Bug 105713

Summary: getAttribute does not behave correctly for mixed-case attributes on HTML elements
Product: WebKit Reporter: Boris Zbarsky <bzbarsky>
Component: DOMAssignee: Arpita Bahuguna <arpitabahuguna>
Status: RESOLVED FIXED    
Severity: Normal CC: ap, arpitabahuguna, cmarcelo, commit-queue, darin, esprehn+autocc, kling, ojan.autocc, ojan, webkit.review.bot
Priority: P2    
Version: 528+ (Nightly build)   
Hardware: Unspecified   
OS: Unspecified   
Bug Depends on: 111681    
Bug Blocks:    
Attachments:
Description Flags
Patch
none
Patch
none
Performance test results
none
Performance test results on Mac
none
Updated perf test results on mac none

Boris Zbarsky
Reported 2012-12-24 01:37:55 PST
Consider this testcase: var e = document.createElement("div"); e.setAttributeNS(null, "SOMETHING", "FAIL"); e.setAttributeNS(null, "something", "PASS"); alert(e.getAttribute("SOMETHING")); Per current spec at http://www.w3.org/TR/domcore/#dom-element-getattribute this should alert "PASS", which is what Gecko and Presto do.

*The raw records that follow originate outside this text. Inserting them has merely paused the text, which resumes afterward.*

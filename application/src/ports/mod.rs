//! Port definitions (interfaces for external adapters)
//!
//! Ports define the contracts that infrastructure adapters must implement.

pub mod agent_search;
pub mod agent_store;
pub mod llm_gateway;
pub mod metrics;
pub mod progress;
//! Agent selection domain

pub mod selector;

pub use selector::{AgentSelectionError, SelectionResult, select_best_agent};
//! One conversation with a chat-completion model

use super::gateway::Endpoint;
use super::types::{ApiError, CompletionRequest, CompletionResponse, Message};
use async_trait::async_trait;
use panel_application::ports::llm_gateway::{GatewayError, LlmSession};
use panel_domain::Model;
use reqwest::StatusCode;
use std::sync::{Arc, Mutex};
use tracing::debug;

/// Session holding the system prompt and the turns exchanged so far
pub struct OpenAiSession {
    endpoint: Arc<Endpoint>,
    model: Model,
    history: Mutex<Vec<Message>>,
}

impl OpenAiSession {
    pub(super) fn new(endpoint: Arc<Endpoint>, model: Model, system_prompt: Option<String>) -> Self {
        let history = system_prompt
            .filter(|p| !p.trim().is_empty())
            .map(Message::system)
            .into_iter()
            .collect();
        Self {
            endpoint,
            model,
            history: Mutex::new(history),
        }
    }

    fn snapshot(&self) -> Vec<Message> {
        self.history
            .lock()
            .map(|history| history.clone())
            .unwrap_or_default()
    }
}

/// Build the request body; reasoning models reject `temperature`.
fn build_request(model: &Model, messages: Vec<Message>, temperature: Option<f32>) -> CompletionRequest {
    CompletionRequest {
        model: model.as_str().to_string(),
        messages,
        temperature: temperature.filter(|_| !model.is_reasoning()),
    }
}

/// First choice's content, or an invalid-response error.
fn extract_content(response: CompletionResponse) -> Result<String, GatewayError> {
    response
        .choices
        .into_iter()
        .next()
        .and_then(|choice| choice.message.content)
        .ok_or_else(|| GatewayError::InvalidResponse("No choices in response".to_string()))
}

fn map_status(status: StatusCode, body: &str, model: &Model) -> GatewayError {
    let message = serde_json::from_str::<ApiError>(body)
        .map(|e| e.error.message)
        .unwrap_or_else(|_| body.to_string());
    match status {
        StatusCode::NOT_FOUND => GatewayError::ModelNotAvailable(model.to_string()),
        StatusCode::REQUEST_TIMEOUT | StatusCode::GATEWAY_TIMEOUT => GatewayError::Timeout,
        _ => GatewayError::RequestFailed(format!("{}: {}", status.as_u16(), message)),
    }
}

fn map_transport(e: reqwest::Error) -> GatewayError {
    if e.is_timeout() {
        GatewayError::Timeout
    } else if e.is_connect() {
        GatewayError::ConnectionError(e.to_string())
    } else {
        GatewayError::RequestFailed(e.to_string())
    }
}

#[async_trait]
impl LlmSession for OpenAiSession {
    fn model(&self) -> &Model {
        &self.model
    }

    async fn send(&self, content: &str) -> Result<String, GatewayError> {
        let mut messages = self.snapshot();
        messages.push(Message::user(content));
        let body = build_request(&self.model, messages, self.endpoint.temperature);

        debug!(model = %self.model, bytes = content.len(), "Sending chat completion");
        let response = self
            .endpoint
            .http
            .post(self.endpoint.completions_url())
            .header("Authorization", format!("Bearer {}", self.endpoint.api_key))
            .json(&body)
            .send()
            .await
            .map_err(map_transport)?;

        let status = response.status();
        if !status.is_success() {
            let text = response
                .text()
                .await
                .unwrap_or_else(|_| "Unknown error".to_string());
            return Err(map_status(status, &text, &self.model));
        }

        let parsed: CompletionResponse = response
            .json()
            .await
            .map_err(|e| GatewayError::InvalidResponse(format!("Failed to parse response: {}", e)))?;
        let answer = extract_content(parsed)?;

        if let Ok(mut history) = self.history.lock() {
            history.push(Message::user(content));
            history.push(Message::assistant(answer.clone()));
        }
        Ok(answer)
    }
}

WebKit alerts "FAIL". Note that this causes WebKit to fail some of the tests at http://w3c-test.org/webapps/DOMCore/tests/submissions/Ms2ger/attributes.html
Attachments
Patch (5.65 KB, patch)
2013-03-04 04:13 PST, Arpita Bahuguna
no flags
Patch (6.12 KB, patch)
2013-03-08 01:23 PST, Arpita Bahuguna
no flags
Performance test results (37.77 KB, text/html)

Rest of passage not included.